MD 818 begins at an intersection with US 113 (Worcester Highway) on the south side of Berlin. Germantown Road continues as a county highway on the east side of the intersection. MD 818 heads north through the town of Berlin as a two-lane undivided road, passing Worcester Preparatory School, Buckingham Elementary School, and the historic home Burley Manor. The state highway enters the Berlin Commercial District, where the highway intersects MD 376 (Bay Street), MD 374 (Broad Street), and unsigned MD 375 (Commerce Street) in rapid succession, with MD 377 (Williams Street) accessed from MD 376 just to the east. After passing the Calvin B. Taylor House Museum, MD 818 leaves the downtown area. The state highway crosses the Snow Hill Line of the Maryland and Delaware Railroad at a rakish angle before intersecting MD 346 (Old Ocean City Boulevard) and leaving the town of Berlin. MD 818 passes through farmland and intersects US 50 (Ocean Gateway).

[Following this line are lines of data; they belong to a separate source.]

//! Mediated termination of the process owning a connection.

use tracing::info;

use crate::domain::ConnectionRecord;
use crate::error::TerminationError;
use crate::ports::KillProvider;

/// Terminates processes by their owner identifier.
///
/// The terminator validates the identifier, delegates to the kill provider
/// and reports the outcome. It never retries, and it does not own the
/// scheduler: the caller reacts to success by triggering a re-scan.
pub struct ProcessTerminator<K: KillProvider> {
    kill: K,
}

impl<K: KillProvider> ProcessTerminator<K> {
    /// Create a terminator over the given kill provider.
    pub fn new(kill: K) -> Self {
        Self { kill }
    }

    /// Validate an owner token as a positive integer process id.
    pub fn validate(owner: Option<&str>) -> Result<u32, TerminationError> {
        let token = owner
            .map(str::trim)
            .filter(|t| !t.is_empty())
            .ok_or_else(|| TerminationError::InvalidTarget("no owner identifier".to_string()))?;

        match token.parse::<u32>() {
            Ok(pid) if pid > 0 => Ok(pid),
            _ => Err(TerminationError::InvalidTarget(token.to_string())),
        }
    }

    /// Terminate the process behind an owner identifier.
    ///
    /// A non-numeric or missing identifier is rejected without any kill
    /// attempt. On success the caller should trigger a re-scan so the table
    /// reflects the change.
    pub async fn terminate(&self, owner: Option<&str>) -> Result<(), TerminationError> {
        let pid = Self::validate(owner)?;

        self.kill
            .kill(pid)
            .await
            .map_err(|err| TerminationError::Failed {
                pid,
                reason: err.to_string(),
            })?;

        info!(pid, "process terminated");
        Ok(())
    }

    /// Terminate the process owning the given record.
    pub async fn terminate_record(&self, record: &ConnectionRecord) -> Result<(), TerminationError> {
        self.terminate(record.owner.as_deref()).await
    }

    /// Whether the process behind an identifier is still running.
    pub fn is_running(&self, pid: u32) -> bool {
        self.kill.is_running(pid)
    }
}

// ============================================================================
// Tests
// ============================================================================

#[cfg(test)]
mod tests {
    use super::*;
    use crate::config::SettingsStore;
    use crate::domain::{ConnState, FilterConfig, Protocol};
    use crate::error::{Error, Result};
    use crate::parser::SnapshotGrammar;
    use crate::ports::{DisplaySink, SnapshotProvider};
    use crate::scheduler::{ScanScheduler, SchedulerOptions};
    use std::sync::atomic::{AtomicUsize, Ordering};
    use std::sync::Arc;
    use std::time::{Duration, SystemTime};

    /// Kill provider recording requests and answering from a script.
    struct MockKill {
        killed: parking_lot::Mutex<Vec<u32>>,
        fail_with: Option<String>,
    }

    impl MockKill {
        fn succeeding() -> Self {
            Self {
                killed: parking_lot::Mutex::new(Vec::new()),
                fail_with: None,
            }
        }

        fn failing(reason: &str) -> Self {
            Self {
                killed: parking_lot::Mutex::new(Vec::new()),
                fail_with: Some(reason.to_string()),
            }
        }
    }

    impl KillProvider for MockKill {
        async fn kill(&self, pid: u32) -> Result<()> {
            self.killed.lock().push(pid);
            match &self.fail_with {
                Some(reason) => Err(Error::CommandFailed(reason.clone())),
                None => Ok(()),
            }
        }

        fn is_running(&self, _pid: u32) -> bool {
            false
        }
    }

    #[test]
    fn test_validate_rejects_bad_targets() {
        for bad in [None, Some("abc"), Some("0"), Some("-5"), Some(""), Some("12.5")] {
            assert!(matches!(
                ProcessTerminator::<MockKill>::validate(bad),
                Err(TerminationError::InvalidTarget(_))
            ));
        }
    }

    #[test]
    fn test_validate_accepts_positive_integers() {
        assert_eq!(ProcessTerminator::<MockKill>::validate(Some("1234")).unwrap(), 1234);
        assert_eq!(ProcessTerminator::<MockKill>::validate(Some(" 42 ")).unwrap(), 42);
    }

    #[tokio::test]
    async fn test_invalid_target_never_reaches_provider() {
        let terminator = ProcessTerminator::new(MockKill::succeeding());
        let result = terminator.terminate(Some("not-a-pid")).await;
        assert!(matches!(result, Err(TerminationError::InvalidTarget(_))));
        assert!(terminator.kill.killed.lock().is_empty());
    }

    #[tokio::test]
    async fn test_successful_termination() {
        let terminator = ProcessTerminator::new(MockKill::succeeding());
        terminator.terminate(Some("1234")).await.unwrap();
        assert_eq!(*terminator.kill.killed.lock(), vec![1234]);
    }

    #[tokio::test]
    async fn test_failure_carries_pid_and_reason() {
        let terminator = ProcessTerminator::new(MockKill::failing("denied by OS"));
        let err = terminator.terminate(Some("77")).await.unwrap_err();
        match err {
            TerminationError::Failed { pid, reason } => {
                assert_eq!(pid, 77);
                assert!(reason.contains("denied by OS"));
            }
            other => panic!("unexpected error: {}", other),
        }
    }

    #[tokio::test]
    async fn test_terminate_record_uses_owner_field() {
        let terminator = ProcessTerminator::new(MockKill::succeeding());
        let record = ConnectionRecord::new(
            Protocol::Tcp,
            "0.0.0.0:4200",
            4200,
            Some(ConnState::Listening),
            Some("4321".to_string()),
            None,
        );
        terminator.terminate_record(&record).await.unwrap();
        assert_eq!(*terminator.kill.killed.lock(), vec![4321]);

        let ownerless = ConnectionRecord::new(
            Protocol::Udp,
            "0.0.0.0:53",
            53,
            None,
            None,
            None,
        );
        assert!(matches!(
            terminator.terminate_record(&ownerless).await,
            Err(TerminationError::InvalidTarget(_))
        ));
    }

    // ------------------------------------------------------------------
    // End-to-end: terminate, then the caller refreshes through the scheduler
    // ------------------------------------------------------------------

    struct CountingProvider {
        calls: Arc<AtomicUsize>,
    }

    impl SnapshotProvider for CountingProvider {
        async fn fetch(&self, _protocol: Protocol) -> Result<String> {
            self.calls.fetch_add(1, Ordering::SeqCst);
            Ok("TCP  0.0.0.0:4200  0.0.0.0:0  LISTENING  1234\n".to_string())
        }
    }

    #[derive(Default)]
    struct QuietSink {
        published: AtomicUsize,
    }

    impl DisplaySink for QuietSink {
        fn scan_started(&self) {}
        fn publish(&self, _records: &[ConnectionRecord], _updated_at: SystemTime) {
            self.published.fetch_add(1, Ordering::SeqCst);
        }
        fn scan_failed(&self, _error: &Error) {}
    }

    #[tokio::test]
    async fn test_termination_success_drives_one_fresh_scan() {
        let calls = Arc::new(AtomicUsize::new(0));
        let dir = tempfile::tempdir().unwrap();
        let sink = Arc::new(QuietSink::default());
        let scheduler = ScanScheduler::with_options(
            CountingProvider { calls: calls.clone() },
            SettingsStore::with_path(dir.path().join(".portmon.json")),
            sink.clone(),
            FilterConfig::new(vec![4200], true),
            SchedulerOptions {
                interval: Duration::from_secs(60),
                scan_timeout: None,
                protocol: Protocol::Tcp,
                grammar: SnapshotGrammar::windows(),
            },
        );

        let terminator = ProcessTerminator::new(MockKill::succeeding());
        terminator.terminate(Some("1234")).await.unwrap();

        // The caller's reaction to success: exactly one out-of-cadence scan.
        assert!(scheduler.trigger_once());

        for _ in 0..200 {
            if sink.published.load(Ordering::SeqCst) == 1 {
                break;
            }
            tokio::time::sleep(Duration::from_millis(5)).await;
        }
        assert_eq!(calls.load(Ordering::SeqCst), 1);
        assert_eq!(sink.published.load(Ordering::SeqCst), 1);
    }
}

The state highway continues north, crossing the railroad track again before reaching its northern terminus at US 113. Georgetown Road continues as a county highway on the east side of the intersection.

==History==
Main Street was paved through Berlin by 1910 and designated part of US 113 in 1927. US 113's bypass of Berlin was under construction by 1955 and completed in 1957.

==Junction list==

| mi | km | Destinations | Notes |
| 0.00 | 0.00 | US 113 (Worcester Highway) / Germantown Road south – Snow Hill | Southern terminus |
| 0.80 | 1.29 | MD 376 east (Bay Street) – Assateague Island National Seashore | Western terminus of MD 376 |
| 0.82 | 1.32 | MD 374 west (Broad Street) – Libertytown, Powellville | Eastern terminus of MD 374 |
| 0.87 | 1.40 | MD 375 west (Commerce Street) | Eastern terminus of MD 375; MD 375 is unsigned and one-way westbound |
| 1.47 | 2.37 | MD 346 (Old Ocean City Boulevard) |  |
| 2.16 | 3.48 | US 50 (Ocean Gateway) – Salisbury, Ocean City |  |
| 2.62 | 4.22 | US 113 (Worcester Highway) / Georgetown Road east – Selbyville, DE | Northern terminus |
1.000 mi = 1.609 km; 1.000 km = 0.621 mi

==Auxiliary route==
MD 818A is a 0.085 mi one-way ramp from southbound MD 818 to southbound US 113 at the southern junction with US 113 that follows the U.S. Highway's original alignment.